◆ Work item
Where does the word "struct" show up in the records? Copy every line that has it.

*** Opening of Exercise input ***

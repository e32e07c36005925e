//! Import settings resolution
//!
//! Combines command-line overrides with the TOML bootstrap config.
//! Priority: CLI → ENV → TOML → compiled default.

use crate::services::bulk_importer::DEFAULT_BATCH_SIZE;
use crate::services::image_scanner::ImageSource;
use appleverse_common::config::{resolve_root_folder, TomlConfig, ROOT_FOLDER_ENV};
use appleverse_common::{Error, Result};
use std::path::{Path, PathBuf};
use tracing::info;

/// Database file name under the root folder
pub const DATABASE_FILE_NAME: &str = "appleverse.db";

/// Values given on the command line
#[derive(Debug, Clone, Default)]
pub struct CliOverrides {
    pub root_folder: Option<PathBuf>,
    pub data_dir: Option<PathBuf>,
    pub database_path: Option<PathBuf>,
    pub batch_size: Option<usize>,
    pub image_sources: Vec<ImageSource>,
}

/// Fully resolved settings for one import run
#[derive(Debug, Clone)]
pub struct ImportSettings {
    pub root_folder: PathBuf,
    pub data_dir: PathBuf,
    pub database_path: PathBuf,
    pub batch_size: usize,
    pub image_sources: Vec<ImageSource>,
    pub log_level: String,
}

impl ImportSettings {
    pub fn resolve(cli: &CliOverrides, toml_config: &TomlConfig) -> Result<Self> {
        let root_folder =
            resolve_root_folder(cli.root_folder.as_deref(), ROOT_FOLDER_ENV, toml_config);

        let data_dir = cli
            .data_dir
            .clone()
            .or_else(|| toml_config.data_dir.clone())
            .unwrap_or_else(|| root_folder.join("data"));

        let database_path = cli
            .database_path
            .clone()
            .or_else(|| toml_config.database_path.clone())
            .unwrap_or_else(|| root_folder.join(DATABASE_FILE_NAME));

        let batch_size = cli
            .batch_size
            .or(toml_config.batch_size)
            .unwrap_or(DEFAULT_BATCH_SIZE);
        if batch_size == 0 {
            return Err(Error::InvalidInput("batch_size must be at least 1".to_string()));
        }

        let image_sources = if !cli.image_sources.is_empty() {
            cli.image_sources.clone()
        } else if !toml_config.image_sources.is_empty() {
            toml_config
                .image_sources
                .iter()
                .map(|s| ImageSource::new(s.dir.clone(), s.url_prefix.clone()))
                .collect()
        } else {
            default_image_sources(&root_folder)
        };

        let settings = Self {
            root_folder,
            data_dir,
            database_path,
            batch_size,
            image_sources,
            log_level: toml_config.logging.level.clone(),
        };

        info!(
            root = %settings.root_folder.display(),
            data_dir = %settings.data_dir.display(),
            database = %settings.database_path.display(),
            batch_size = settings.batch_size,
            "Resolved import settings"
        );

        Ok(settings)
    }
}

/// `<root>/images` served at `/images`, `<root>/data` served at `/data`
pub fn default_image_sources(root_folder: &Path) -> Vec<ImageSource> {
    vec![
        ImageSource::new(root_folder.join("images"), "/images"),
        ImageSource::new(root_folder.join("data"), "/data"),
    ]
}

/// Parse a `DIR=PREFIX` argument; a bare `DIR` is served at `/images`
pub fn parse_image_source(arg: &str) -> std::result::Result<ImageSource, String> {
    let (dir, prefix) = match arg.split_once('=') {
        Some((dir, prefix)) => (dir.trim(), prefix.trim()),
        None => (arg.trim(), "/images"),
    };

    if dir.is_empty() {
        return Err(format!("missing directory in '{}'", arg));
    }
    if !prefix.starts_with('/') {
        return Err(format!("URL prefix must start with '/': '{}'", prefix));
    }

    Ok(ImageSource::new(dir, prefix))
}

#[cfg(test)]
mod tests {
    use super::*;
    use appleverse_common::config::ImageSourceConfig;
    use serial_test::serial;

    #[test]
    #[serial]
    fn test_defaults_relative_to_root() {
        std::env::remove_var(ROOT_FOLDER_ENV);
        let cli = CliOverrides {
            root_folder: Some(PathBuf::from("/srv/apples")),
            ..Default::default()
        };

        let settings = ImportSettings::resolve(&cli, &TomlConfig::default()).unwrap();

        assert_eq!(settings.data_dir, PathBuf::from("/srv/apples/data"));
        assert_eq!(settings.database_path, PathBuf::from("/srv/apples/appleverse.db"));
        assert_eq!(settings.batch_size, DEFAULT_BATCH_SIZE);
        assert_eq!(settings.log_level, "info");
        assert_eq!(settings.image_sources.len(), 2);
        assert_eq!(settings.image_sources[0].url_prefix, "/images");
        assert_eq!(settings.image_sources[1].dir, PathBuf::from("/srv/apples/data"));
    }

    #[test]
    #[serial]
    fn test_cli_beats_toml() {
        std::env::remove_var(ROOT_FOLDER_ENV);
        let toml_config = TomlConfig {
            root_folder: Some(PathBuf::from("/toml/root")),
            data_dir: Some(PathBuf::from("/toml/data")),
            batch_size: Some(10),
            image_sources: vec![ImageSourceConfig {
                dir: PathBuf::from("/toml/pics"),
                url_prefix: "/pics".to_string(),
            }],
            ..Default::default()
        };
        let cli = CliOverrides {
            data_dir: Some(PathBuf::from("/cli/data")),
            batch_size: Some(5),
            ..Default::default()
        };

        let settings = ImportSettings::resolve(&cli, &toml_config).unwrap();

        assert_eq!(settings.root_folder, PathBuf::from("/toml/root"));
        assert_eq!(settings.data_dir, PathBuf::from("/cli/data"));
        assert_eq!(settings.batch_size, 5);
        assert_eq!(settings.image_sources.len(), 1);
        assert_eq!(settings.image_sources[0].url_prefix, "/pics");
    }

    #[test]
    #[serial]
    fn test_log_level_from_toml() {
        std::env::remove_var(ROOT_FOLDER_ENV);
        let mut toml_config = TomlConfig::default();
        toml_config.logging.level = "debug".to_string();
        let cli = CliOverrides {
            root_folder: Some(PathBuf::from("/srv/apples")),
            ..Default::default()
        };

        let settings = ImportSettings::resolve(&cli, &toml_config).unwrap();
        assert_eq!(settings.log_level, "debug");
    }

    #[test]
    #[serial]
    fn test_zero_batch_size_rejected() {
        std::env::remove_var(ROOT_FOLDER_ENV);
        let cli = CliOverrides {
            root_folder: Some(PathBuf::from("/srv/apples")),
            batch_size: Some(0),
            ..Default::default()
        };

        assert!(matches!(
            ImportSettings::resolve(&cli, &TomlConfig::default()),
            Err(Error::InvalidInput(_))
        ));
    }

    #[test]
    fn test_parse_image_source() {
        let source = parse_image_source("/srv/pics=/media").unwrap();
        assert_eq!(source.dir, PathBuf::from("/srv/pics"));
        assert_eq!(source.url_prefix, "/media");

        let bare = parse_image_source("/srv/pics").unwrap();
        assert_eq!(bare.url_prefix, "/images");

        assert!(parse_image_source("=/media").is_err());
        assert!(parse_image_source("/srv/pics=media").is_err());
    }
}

*** Close of Exercise input ***
*** Opening of Exercise input ***

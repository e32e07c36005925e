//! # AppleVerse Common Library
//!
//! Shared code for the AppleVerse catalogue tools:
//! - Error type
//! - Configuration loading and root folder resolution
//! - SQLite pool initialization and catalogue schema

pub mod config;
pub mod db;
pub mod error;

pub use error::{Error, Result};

*** Close of Exercise input ***

◆ Task result
pub struct CliOverrides {
pub struct ImportSettings {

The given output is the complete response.